Je vais vous présenter la partie dédiée à l'étude des associations comme acteurs du changement politique en matière de bien-être animal.

Les associations de défense des animaux sont devenues, ces dernières années, des acteurs-clés de la transformation sociale de nos rapports avec les animaux. Par leurs campagnes, elles ont largement contribué à informer et sensibiliser l'opinion publique sur les conditions de vie des animaux dans la société. Ces associations bénéficient d'un large soutien populaire reflété par une forte audience sur les réseaux sociaux et dépassent parfois celle d'associations plus traditionnelles. Au printemps 2021, par exemple, les associations comme la fondation 30 millions d'amis, L214 ou la SPA comptaient plusieurs centaines de milliers de followers sur Facebook, dépassant certaines organisations plus traditionnelles comme la Croix-Rouge ou Les Restos du Cœur.
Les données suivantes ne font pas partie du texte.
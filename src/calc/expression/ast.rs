// SPDX-License-Identifier: MIT

//! Abstract Syntax Tree for arithmetic expressions

use serde::{Deserialize, Serialize};

use super::token::Token;
use crate::calc::error::{ArithmeticError, ParseError};

/// Binary operators
#[derive(Debug, Clone, Copy, PartialEq, Eq, Hash, Serialize, Deserialize)]
pub enum Operator {
    /// +
    #[serde(rename = "+")]
    Add,
    /// -
    #[serde(rename = "-")]
    Subtract,
    /// *
    #[serde(rename = "*")]
    Multiply,
    /// /
    #[serde(rename = "/")]
    Divide,
    /// ^
    #[serde(rename = "^")]
    Power,
}

impl Operator {
    pub fn from_symbol(c: char) -> Option<Self> {
        match c {
            '+' => Some(Operator::Add),
            '-' => Some(Operator::Subtract),
            '*' => Some(Operator::Multiply),
            '/' => Some(Operator::Divide),
            '^' => Some(Operator::Power),
            _ => None,
        }
    }

    pub fn precedence(self) -> u8 {
        match self {
            Operator::Add | Operator::Subtract => 1,
            Operator::Multiply | Operator::Divide => 2,
            Operator::Power => 3,
        }
    }

    pub fn is_right_associative(self) -> bool {
        matches!(self, Operator::Power)
    }

    /// Compute `left <op> right`.
    ///
    /// Division by zero is reported instead of producing an infinity, and any
    /// other non-finite outcome (overflow, `0 ^ -1`, ...) is rejected too.
    pub fn apply(self, left: f64, right: f64) -> Result<f64, ArithmeticError> {
        let value = match self {
            Operator::Add => left + right,
            Operator::Subtract => left - right,
            Operator::Multiply => left * right,
            Operator::Divide => {
                if right == 0.0 {
                    return Err(ArithmeticError::DivisionByZero);
                }
                left / right
            }
            Operator::Power => left.powf(right),
        };

        if value.is_finite() {
            Ok(value)
        } else {
            Err(ArithmeticError::NonFinite)
        }
    }
}

impl std::fmt::Display for Operator {
    fn fmt(&self, f: &mut std::fmt::Formatter<'_>) -> std::fmt::Result {
        match self {
            Operator::Add => write!(f, "+"),
            Operator::Subtract => write!(f, "-"),
            Operator::Multiply => write!(f, "*"),
            Operator::Divide => write!(f, "/"),
            Operator::Power => write!(f, "^"),
        }
    }
}

/// An expression tree. Parents own their children exclusively.
#[derive(Debug, PartialEq)]
pub enum AstNode {
    Literal(f64),
    Operation {
        op: Operator,
        left: Box<AstNode>,
        right: Box<AstNode>,
    },
}

impl AstNode {
    pub fn operation(op: Operator, left: AstNode, right: AstNode) -> Self {
        AstNode::Operation {
            op,
            left: Box::new(left),
            right: Box::new(right),
        }
    }

    /// Build a tree from a postfix token sequence
    pub fn from_postfix(tokens: &[Token]) -> Result<Self, ParseError> {
        let mut stack: Vec<AstNode> = Vec::new();

        for token in tokens {
            match token {
                Token::Number(n) => stack.push(AstNode::Literal(*n)),
                Token::Operator(op) => {
                    // Right operand was pushed last
                    let (Some(right), Some(left)) = (stack.pop(), stack.pop()) else {
                        return Err(ParseError::InsufficientOperands);
                    };
                    stack.push(AstNode::operation(*op, left, right));
                }
                Token::LeftParen | Token::RightParen => {
                    return Err(ParseError::MalformedExpression);
                }
            }
        }

        match (stack.pop(), stack.is_empty()) {
            (Some(root), true) => Ok(root),
            _ => Err(ParseError::MalformedExpression),
        }
    }

    /// Evaluate the tree directly, without going through tasks
    pub fn evaluate(&self) -> Result<f64, ArithmeticError> {
        let mut steps = vec![Walk::Enter(self)];
        let mut values: Vec<f64> = Vec::new();

        while let Some(step) = steps.pop() {
            match step {
                Walk::Enter(AstNode::Literal(v)) => values.push(*v),
                Walk::Enter(AstNode::Operation { op, left, right }) => {
                    steps.push(Walk::Exit(*op));
                    steps.push(Walk::Enter(right));
                    steps.push(Walk::Enter(left));
                }
                Walk::Exit(op) => {
                    let (Some(right), Some(left)) = (values.pop(), values.pop()) else {
                        unreachable!("both operands are evaluated before their operation");
                    };
                    values.push(op.apply(left, right)?);
                }
            }
        }

        match values.as_slice() {
            [value] => Ok(*value),
            _ => unreachable!("a tree evaluates to exactly one value"),
        }
    }
}

/// One step of an explicit-stack post-order walk.
///
/// Trees built from a long operator chain are as deep as the chain is long,
/// so nothing in this crate walks them by recursion.
pub(crate) enum Walk<'a> {
    Enter(&'a AstNode),
    Exit(Operator),
}

impl Drop for AstNode {
    fn drop(&mut self) {
        let mut detached = Vec::new();
        detach_children(self, &mut detached);
        // Each detached node has literal children by the time it is dropped
        while let Some(mut node) = detached.pop() {
            detach_children(&mut node, &mut detached);
        }
    }
}

fn detach_children(node: &mut AstNode, into: &mut Vec<AstNode>) {
    if let AstNode::Operation { left, right, .. } = node {
        into.push(std::mem::replace(left.as_mut(), AstNode::Literal(0.0)));
        into.push(std::mem::replace(right.as_mut(), AstNode::Literal(0.0)));
    }
}

impl std::fmt::Display for AstNode {
    fn fmt(&self, f: &mut std::fmt::Formatter<'_>) -> std::fmt::Result {
        enum Piece<'a> {
            Node(&'a AstNode),
            Op(Operator),
            Close,
        }

        let mut pieces = vec![Piece::Node(self)];
        while let Some(piece) = pieces.pop() {
            match piece {
                Piece::Node(AstNode::Literal(v)) => write!(f, "{}", v)?,
                Piece::Node(AstNode::Operation { op, left, right }) => {
                    f.write_str("(")?;
                    pieces.push(Piece::Close);
                    pieces.push(Piece::Node(right));
                    pieces.push(Piece::Op(*op));
                    pieces.push(Piece::Node(left));
                }
                Piece::Op(op) => write!(f, " {} ", op)?,
                Piece::Close => f.write_str(")")?,
            }
        }
        Ok(())
    }
}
Les associations animalistes ont à cœur la défense d'un intérêt public : la protection animale. Elles partagent un objectif commun qui vise à transformer la société vers un monde avec moins de souffrance animale. Mais le paysage associatif est relativement hétérogène. Tout d'abord, ces associations diffèrent dans leur domaine de compétences. Certaines associations sont généralistes et s'intéressent à tout type d'animaux, comme la Fondation Brigitte Bardot ou Paris Animaux Zoopolis. D'autres associations sont spécialisées sur un type d'exploitation animale comme Welfarm, CIWF ou L214 qui ne traitent que des animaux d'élevage. De même, certaines associations se focalisent sur la chasse, comme AVA, ou sur les animaux de compagnie, comme la SPA.
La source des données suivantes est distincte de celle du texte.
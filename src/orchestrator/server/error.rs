// SPDX-License-Identifier: MIT

//! HTTP error mapping

use axum::{
    extract::rejection::{JsonRejection, PathRejection},
    http::StatusCode,
    response::{IntoResponse, Response},
    Json,
};

use crate::calc::error::{ParseError, RegistryError};
use crate::orchestrator::types::ErrorBody;

/// Errors a handler can answer with
#[derive(Debug)]
pub enum ApiError {
    /// Expression text was rejected
    Parse(ParseError),

    /// Caller broke the task/expression protocol
    Registry(RegistryError),

    /// No ready task right now; workers should retry later
    NoTaskAvailable,

    /// Body could not be decoded or was incomplete
    InvalidBody(String),

    /// Path parameter could not be decoded
    InvalidPath(String),
}

impl From<ParseError> for ApiError {
    fn from(err: ParseError) -> Self {
        Self::Parse(err)
    }
}

impl From<RegistryError> for ApiError {
    fn from(err: RegistryError) -> Self {
        Self::Registry(err)
    }
}

impl From<JsonRejection> for ApiError {
    fn from(rejection: JsonRejection) -> Self {
        Self::InvalidBody(rejection.body_text())
    }
}

impl From<PathRejection> for ApiError {
    fn from(rejection: PathRejection) -> Self {
        Self::InvalidPath(rejection.body_text())
    }
}

impl ApiError {
    fn status_and_body(&self) -> (StatusCode, ErrorBody) {
        let (status, kind) = match self {
            Self::Parse(err) => (StatusCode::UNPROCESSABLE_ENTITY, Some(err.kind())),
            Self::Registry(err) => {
                let status = match err {
                    RegistryError::TaskNotFound(_) | RegistryError::ExpressionNotFound(_) => {
                        StatusCode::NOT_FOUND
                    }
                    RegistryError::AlreadyCompleted(_) | RegistryError::TaskNotDispatched(_) => {
                        StatusCode::CONFLICT
                    }
                };
                (status, Some(err.kind()))
            }
            Self::NoTaskAvailable => (StatusCode::NOT_FOUND, Some("no_task_available")),
            Self::InvalidBody(_) => (StatusCode::UNPROCESSABLE_ENTITY, Some("invalid_body")),
            Self::InvalidPath(_) => (StatusCode::BAD_REQUEST, Some("invalid_path")),
        };

        let error = match self {
            Self::Parse(err) => err.to_string(),
            Self::Registry(err) => err.to_string(),
            Self::NoTaskAvailable => "No tasks available".to_string(),
            Self::InvalidBody(msg) | Self::InvalidPath(msg) => msg.clone(),
        };

        (
            status,
            ErrorBody {
                error,
                kind: kind.map(str::to_string),
            },
        )
    }
}

impl IntoResponse for ApiError {
    fn into_response(self) -> Response {
        let (status, body) = self.status_and_body();
        if !matches!(self, Self::NoTaskAvailable) {
            log::debug!("Responding {}: {}", status, body.error);
        }
        (status, Json(body)).into_response()
    }
}

#[cfg(test)]
mod tests {
    use super::*;

    #[test]
    fn test_status_codes() {
        let cases = [
            (
                ApiError::Parse(ParseError::EmptyExpression),
                StatusCode::UNPROCESSABLE_ENTITY,
            ),
            (
                ApiError::Registry(RegistryError::TaskNotFound(1)),
                StatusCode::NOT_FOUND,
            ),
            (
                ApiError::Registry(RegistryError::ExpressionNotFound(1)),
                StatusCode::NOT_FOUND,
            ),
            (
                ApiError::Registry(RegistryError::AlreadyCompleted(1)),
                StatusCode::CONFLICT,
            ),
            (
                ApiError::Registry(RegistryError::TaskNotDispatched(1)),
                StatusCode::CONFLICT,
            ),
            (ApiError::NoTaskAvailable, StatusCode::NOT_FOUND),
            (
                ApiError::InvalidBody("missing field".to_string()),
                StatusCode::UNPROCESSABLE_ENTITY,
            ),
        ];

        for (err, expected) in cases {
            let (status, _) = err.status_and_body();
            assert_eq!(status, expected, "{:?}", err);
        }
    }

    #[test]
    fn test_body_carries_kind() {
        let (_, body) = ApiError::Parse(ParseError::ConsecutiveOperators).status_and_body();
        assert_eq!(body.kind.as_deref(), Some("consecutive_operators"));
        assert_eq!(body.error, "Consecutive operators");
    }
}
Les associations se distinguent également sur le but qu'elles poursuivent. Certaines associations dites welfaristes, comme CIWF ou Welfarm, ne remettent pas en cause l'exploitation des animaux dans son ensemble, mais cherchent à améliorer leurs conditions d'existence. D'autres associations dites abolitionnistes, comme Boucherie Abolition, comme le dit son nom, refusent catégoriquement toute forme d'utilisation d'animaux. Entre les deux, on trouve des militants dits réformistes, comme ceux de L214, qui regrettent l'exploitation d'animaux, mais proposent des réformes consensuelles pour faire avancer la société.

Enfin, les associations diffèrent également sur les méthodes qu'elles emploient. Regardons un peu plus en détail. Dans un récent travail, j'ai interrogé 19 associations de défense des animaux sur leur vision du mouvement animaliste et sur leurs méthodes pour changer la société. La grande majorité des militants considère qu'il faut avancer petit à petit et condamne le recours à la violence. Une minorité considère que le consommateur est responsable de la souffrance des animaux et blâme davantage le système légal et économique. Ces militants déploient de nombreux efforts pour influencer les citoyens au moyen, par exemple, de tractages de rue, de campagnes de sensibilisation ou encore d'enquêtes filmées en caméra cachée. On observe, de plus, un très fort rejet des actions illégales voire violentes.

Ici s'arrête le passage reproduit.